Hi Rosemary, remember me?? I'm reading blogs for the first time in years and came across this about Gil. Familiar story. When my dad was a boy scout, he was at camp and they were having bb gun wars from one cabin to another. It was dark so my dad put a flashlight at his temple and peered out the window at the enemy camp. Enemy shot a bb gun at the light and it hit my dad's eye. He lied to his mother as well Scoundrel. His retina detached sometime in his 50's, I believe. He was a teacher who drove buses on weekends and summers. He drove a busload of state policemen from NJ to some car race in TN. While he waited at the race, his retina began to detach.

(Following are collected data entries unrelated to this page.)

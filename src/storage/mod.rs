pub mod local;
pub mod s3;

use crate::error::Result;
use async_trait::async_trait;
use chrono::{DateTime, Utc};
use serde::{Deserialize, Serialize};
use std::sync::Arc;
use tokio::io::{AsyncRead, AsyncWrite};

pub use local::{LocalFile, LocalTree};
pub use s3::S3Storage;

// ============ 公共常量 ============

/// 非 IO 操作超时（秒）- stat, delete 等
pub const OP_TIMEOUT_SECS: u64 = 60;
/// IO 操作超时（秒）- read, write 等
pub const IO_TIMEOUT_SECS: u64 = 300;
/// 进度回调之间的最小字节数
pub const MIN_PROGRESS_CHUNK: u64 = 64 * 1024;

/// 传输进度回调：(已传输字节, 总字节)
pub type ProgressFn = Arc<dyn Fn(u64, u64) + Send + Sync>;

/// 远程对象描述
#[derive(Debug, Clone, PartialEq, Serialize, Deserialize)]
pub struct ObjectInfo {
    pub name: String,
    pub size: u64,
    pub last_modified: Option<DateTime<Utc>>,
    /// 去掉引号的 etag，单段上传时就是内容 md5
    pub etag: Option<String>,
    pub is_dir: bool,
}

impl ObjectInfo {
    pub fn file(name: impl Into<String>, size: u64) -> Self {
        Self {
            name: name.into(),
            size,
            last_modified: None,
            etag: None,
            is_dir: false,
        }
    }

    pub fn with_modified(mut self, modified: DateTime<Utc>) -> Self {
        self.last_modified = Some(modified);
        self
    }

    pub fn with_etag(mut self, etag: impl Into<String>) -> Self {
        self.etag = Some(etag.into());
        self
    }
}

/// 对象存储抽象接口
#[async_trait]
pub trait ObjectStore: Send + Sync {
    /// 列出前缀下的对象；非递归时只返回一层，子目录以 `/` 结尾
    async fn list(&self, prefix: &str, recursive: bool) -> Result<Vec<ObjectInfo>>;

    /// 获取对象元数据，不存在时返回 None
    async fn stat(&self, key: &str) -> Result<Option<ObjectInfo>>;

    /// 下载对象写入 dest，返回字节数
    async fn get_object(
        &self,
        key: &str,
        dest: &mut (dyn AsyncWrite + Send + Unpin),
        progress: Option<ProgressFn>,
    ) -> Result<u64>;

    /// 从 source 上传对象；overwrite 为 false 且对象已存在时失败
    async fn put_object(
        &self,
        key: &str,
        source: &mut (dyn AsyncRead + Send + Unpin),
        size: u64,
        overwrite: bool,
        progress: Option<ProgressFn>,
    ) -> Result<u64>;

    async fn delete_object(&self, key: &str) -> Result<()>;

    /// 存储端复制，返回新对象；目标不存在时返回 None
    async fn copy_object(&self, from: &str, to: &str) -> Result<Option<ObjectInfo>>;

    /// 检查存储是否可访问
    async fn check(&self) -> Result<()>;

    /// 获取存储名称（用于日志）
    fn name(&self) -> &str;
}

/// 根据总大小和回调次数计算每次回调之间的字节数
pub fn progress_chunk(total: u64, steps: usize) -> u64 {
    let steps = steps.max(1) as u64;
    (total / steps).max(MIN_PROGRESS_CHUNK)
}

He drove to the ER where they told him he'd be better off going home to Wills Eye hospital in Philly. So he didn't tell the policemen...he just loaded them up and drove them back home with one eye. Got home, had a slice of pizza, went to Wills where they scolded him for eating because then they had to wait all night to operate. He has better vision now than ever because he ended up getting a new lens in that one later. But the vision in that eye took YEARS (and years) to normalize after the retina buckle thing. I wish Gil good healing! I recently lost sight in my right eye twice in one week because of the stent I had put in and forgetting my blood thinner. It was frightening. I know I'd adjust but wow. That's a shocker. Love you!!!